use clap::ValueEnum;
use serde::{Deserialize, Serialize};
use std::collections::BTreeMap;
use std::fmt;

/// Equation name -> expression text, iterated in name order
pub type EquationSet = BTreeMap<String, String>;

/// What to do with a variable token that has no defining equation
#[derive(
    Debug, Clone, Copy, Default, PartialEq, Eq, Serialize, Deserialize, ValueEnum,
)]
#[serde(rename_all = "snake_case")]
pub enum UndefinedPolicy {
    /// Leave the token in the output as written
    #[default]
    Keep,
    /// Replace the token with nothing
    Empty,
    /// Refuse to expand
    Error,
}

impl UndefinedPolicy {
    pub fn as_str(&self) -> &'static str {
        match self {
            UndefinedPolicy::Keep => "keep",
            UndefinedPolicy::Empty => "empty",
            UndefinedPolicy::Error => "error",
        }
    }
}

impl fmt::Display for UndefinedPolicy {
    fn fmt(&self, f: &mut fmt::Formatter<'_>) -> fmt::Result {
        write!(f, "{}", self.as_str())
    }
}

/// Resolver settings
#[derive(Debug, Clone, Copy, Default, PartialEq, Eq, Serialize, Deserialize)]
#[serde(default)]
pub struct ResolverConfig {
    pub undefined: UndefinedPolicy,
}

impl ResolverConfig {
    pub fn with_undefined(undefined: UndefinedPolicy) -> Self {
        ResolverConfig { undefined }
    }
}

/// A closed walk through the dependency graph, first name repeated at the end
#[derive(Debug, Clone, PartialEq, Eq, Serialize, Deserialize)]
#[serde(transparent)]
pub struct CyclePath {
    path: Vec<String>,
}

impl CyclePath {
    pub fn new(path: Vec<String>) -> Self {
        CyclePath { path }
    }

    pub fn names(&self) -> &[String] {
        &self.path
    }

    pub fn len(&self) -> usize {
        self.path.len()
    }

    pub fn is_empty(&self) -> bool {
        self.path.is_empty()
    }

    pub fn contains(&self, name: &str) -> bool {
        self.path.iter().any(|n| n == name)
    }
}

impl fmt::Display for CyclePath {
    fn fmt(&self, f: &mut fmt::Formatter<'_>) -> fmt::Result {
        write!(f, "{}", crate::error::format_cycle(&self.path))
    }
}

#[cfg(test)]
mod tests {
    use super::*;

    #[test]
    fn test_policy_display() {
        assert_eq!(UndefinedPolicy::Keep.to_string(), "keep");
        assert_eq!(UndefinedPolicy::Empty.to_string(), "empty");
        assert_eq!(UndefinedPolicy::Error.to_string(), "error");
    }

    #[test]
    fn test_config_defaults_to_keep() {
        assert_eq!(ResolverConfig::default().undefined, UndefinedPolicy::Keep);

        let config: ResolverConfig = serde_json::from_str("{}").unwrap();
        assert_eq!(config.undefined, UndefinedPolicy::Keep);

        let config: ResolverConfig = serde_json::from_str(r#"{"undefined":"error"}"#).unwrap();
        assert_eq!(config.undefined, UndefinedPolicy::Error);
    }

    #[test]
    fn test_cycle_path_display() {
        let cycle = CyclePath::new(vec!["A".into(), "B".into(), "C".into(), "A".into()]);
        assert_eq!(cycle.to_string(), "A->B->C->A");
        assert_eq!(cycle.len(), 4);
        assert!(cycle.contains("B"));
        assert!(!cycle.contains("D"));
    }
}
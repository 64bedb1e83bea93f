use regex::Regex;
use std::ops::Range;
use std::sync::LazyLock;

// Unicode word boundaries: any letter or digit, ASCII or not, glues onto the run
static WORD_RE: LazyLock<Regex> =
    LazyLock::new(|| Regex::new(r"\b[A-Z]+\b").expect("static token pattern"));

/// A variable reference inside an expression
#[derive(Debug, Clone, PartialEq, Eq)]
pub struct Token<'a> {
    pub name: &'a str,
    pub span: Range<usize>,
}

/// Find every variable token in `text`, in text order.
///
/// A token is a whole-word run of uppercase ASCII letters not immediately
/// followed by `(`, so `FOO(A, B)` references `A` and `B` but not `FOO`.
/// Graph construction and [`substitute`] both go through here.
pub fn extract_tokens(text: &str) -> Vec<Token<'_>> {
    WORD_RE
        .find_iter(text)
        .filter(|m| !text[m.end()..].starts_with('('))
        .map(|m| Token {
            name: m.as_str(),
            span: m.range(),
        })
        .collect()
}

/// Rebuild `text` with each token replaced by whatever `lookup` returns.
///
/// `None` from `lookup` keeps the token text unchanged. The first error aborts
/// the rewrite.
pub fn substitute<E, F>(text: &str, mut lookup: F) -> Result<String, E>
where
    F: FnMut(&str) -> Result<Option<String>, E>,
{
    let mut out = String::with_capacity(text.len());
    let mut last = 0;

    for token in extract_tokens(text) {
        out.push_str(&text[last..token.span.start]);
        match lookup(token.name)? {
            Some(replacement) => out.push_str(&replacement),
            None => out.push_str(token.name),
        }
        last = token.span.end;
    }
    out.push_str(&text[last..]);

    Ok(out)
}
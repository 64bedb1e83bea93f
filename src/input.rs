use crate::error::LoadError;
use crate::models::EquationSet;
use serde::de::{Deserialize, Deserializer, MapAccess, Visitor};
use std::fmt;
use std::fs;
use std::io::{self, Read};
use std::path::Path;

/// Parse an equation set from JSON or line-oriented text.
///
/// JSON input is an object mapping names to expressions. Text input has one
/// `NAME = expression` per line; blank lines and `#` comments are skipped.
/// A name defined twice is rejected in both formats.
pub fn parse_equations(text: &str) -> Result<EquationSet, LoadError> {
    if text.trim_start().starts_with('{') {
        parse_json(text)
    } else {
        parse_lines(text)
    }
}

/// Load an equation set from `path`, or from stdin when `path` is `-`.
pub fn load_equations(path: &Path) -> Result<EquationSet, LoadError> {
    let text = if path == Path::new("-") {
        let mut buf = String::new();
        io::stdin().read_to_string(&mut buf)?;
        buf
    } else {
        fs::read_to_string(path)?
    };

    let equations = parse_equations(&text)?;
    tracing::debug!(path = %path.display(), equations = equations.len(), "equations loaded");
    Ok(equations)
}

/// Names are the spellings a variable token can take: uppercase ASCII letters.
pub fn is_valid_name(name: &str) -> bool {
    !name.is_empty() && name.bytes().all(|b| b.is_ascii_uppercase())
}

fn parse_lines(text: &str) -> Result<EquationSet, LoadError> {
    let mut equations = EquationSet::new();

    for (idx, raw) in text.lines().enumerate() {
        let line = idx + 1;
        let trimmed = raw.trim();
        if trimmed.is_empty() || trimmed.starts_with('#') {
            continue;
        }

        let Some((name, expression)) = trimmed.split_once('=') else {
            return Err(LoadError::Syntax {
                line,
                content: trimmed.to_string(),
            });
        };
        let (name, expression) = (name.trim(), expression.trim());

        if !is_valid_name(name) {
            return Err(LoadError::InvalidName {
                line,
                name: name.to_string(),
            });
        }
        if expression.is_empty() {
            return Err(LoadError::EmptyExpression {
                line,
                name: name.to_string(),
            });
        }
        if equations
            .insert(name.to_string(), expression.to_string())
            .is_some()
        {
            return Err(LoadError::DuplicateEquation {
                line,
                name: name.to_string(),
            });
        }
    }

    Ok(equations)
}

fn parse_json(text: &str) -> Result<EquationSet, LoadError> {
    let EquationPairs(pairs) = serde_json::from_str(text)?;

    let mut equations = EquationSet::new();
    for (name, expression) in pairs {
        if !is_valid_name(&name) {
            return Err(LoadError::InvalidKey(name));
        }
        if equations.contains_key(&name) {
            return Err(LoadError::DuplicateKey(name));
        }
        equations.insert(name, expression);
    }
    Ok(equations)
}

/// Object entries in document order, repeated keys included
struct EquationPairs(Vec<(String, String)>);

impl<'de> Deserialize<'de> for EquationPairs {
    fn deserialize<D>(deserializer: D) -> Result<Self, D::Error>
    where
        D: Deserializer<'de>,
    {
        struct PairsVisitor;

        impl<'de> Visitor<'de> for PairsVisitor {
            type Value = EquationPairs;

            fn expecting(&self, f: &mut fmt::Formatter<'_>) -> fmt::Result {
                f.write_str("an object mapping equation names to expressions")
            }

            fn visit_map<A>(self, mut map: A) -> Result<Self::Value, A::Error>
            where
                A: MapAccess<'de>,
            {
                let mut pairs = Vec::with_capacity(map.size_hint().unwrap_or(0));
                while let Some(entry) = map.next_entry::<String, String>()? {
                    pairs.push(entry);
                }
                Ok(EquationPairs(pairs))
            }
        }

        deserializer.deserialize_map(PairsVisitor)
    }
}

#[cfg(test)]
mod tests {
    use super::*;
    use std::io::Write;

    #[test]
    fn test_parse_lines() {
        let text = "\
# canonical sample
A = B+2
B = C+5

C = 1
D = A+B
";
        let equations = parse_equations(text).unwrap();
        assert_eq!(equations.len(), 4);
        assert_eq!(equations["A"], "B+2");
        assert_eq!(equations["D"], "A+B");
    }

    #[test]
    fn test_expression_may_contain_equals() {
        let equations = parse_equations("A = B == C").unwrap();
        assert_eq!(equations["A"], "B == C");
    }

    #[test]
    fn test_parse_json() {
        let equations = parse_equations(r#"{"A": "B+1", "B": "2"}"#).unwrap();
        assert_eq!(equations["A"], "B+1");
        assert_eq!(equations["B"], "2");
    }

    #[test]
    fn test_json_value_must_be_string() {
        let result = parse_equations(r#"{"A": 1}"#);
        assert!(matches!(result, Err(LoadError::Json(_))));
    }

    #[test]
    fn test_json_duplicate_key() {
        let result = parse_equations(r#"{"A": "1", "A": "B+2"}"#);
        assert!(matches!(
            result,
            Err(LoadError::DuplicateKey(ref name)) if name == "A"
        ));
    }

    #[test]
    fn test_json_trailing_text() {
        let result = parse_equations(r#"{"A": "1"} trailing"#);
        assert!(matches!(result, Err(LoadError::Json(_))));
    }

    #[test]
    fn test_missing_equals() {
        let result = parse_equations("A = 1\nB 2");
        assert!(matches!(result, Err(LoadError::Syntax { line: 2, .. })));
    }

    #[test]
    fn test_invalid_name() {
        for text in ["a = 1", "A1 = 2", " = 3", "A_B = 4"] {
            assert!(
                matches!(parse_equations(text), Err(LoadError::InvalidName { line: 1, .. })),
                "{text}"
            );
        }
        assert!(matches!(
            parse_equations(r#"{"x": "1"}"#),
            Err(LoadError::InvalidKey(ref name)) if name == "x"
        ));
    }

    #[test]
    fn test_duplicate_name() {
        let result = parse_equations("A = 1\nA = 2");
        assert!(matches!(
            result,
            Err(LoadError::DuplicateEquation { line: 2, ref name }) if name == "A"
        ));
    }

    #[test]
    fn test_empty_expression() {
        let result = parse_equations("A =   ");
        assert!(matches!(result, Err(LoadError::EmptyExpression { line: 1, .. })));
    }

    #[test]
    fn test_load_from_file() {
        let mut file = tempfile::NamedTempFile::new().unwrap();
        writeln!(file, "A = B+1").unwrap();
        writeln!(file, "B = 2").unwrap();

        let equations = load_equations(file.path()).unwrap();
        assert_eq!(equations.len(), 2);
    }

    #[test]
    fn test_load_missing_file() {
        let result = load_equations(Path::new("/definitely/not/here.eq"));
        assert!(matches!(result, Err(LoadError::Io(_))));
    }

    #[test]
    fn test_is_valid_name() {
        assert!(is_valid_name("ABC"));
        assert!(!is_valid_name(""));
        assert!(!is_valid_name("Abc"));
    }
}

──────────

## Problem statement
All lines holding the word "BTreeMap" must be copied from the data.

## Exercise response
use std::collections::BTreeMap;
pub type EquationSet = BTreeMap<String, String>;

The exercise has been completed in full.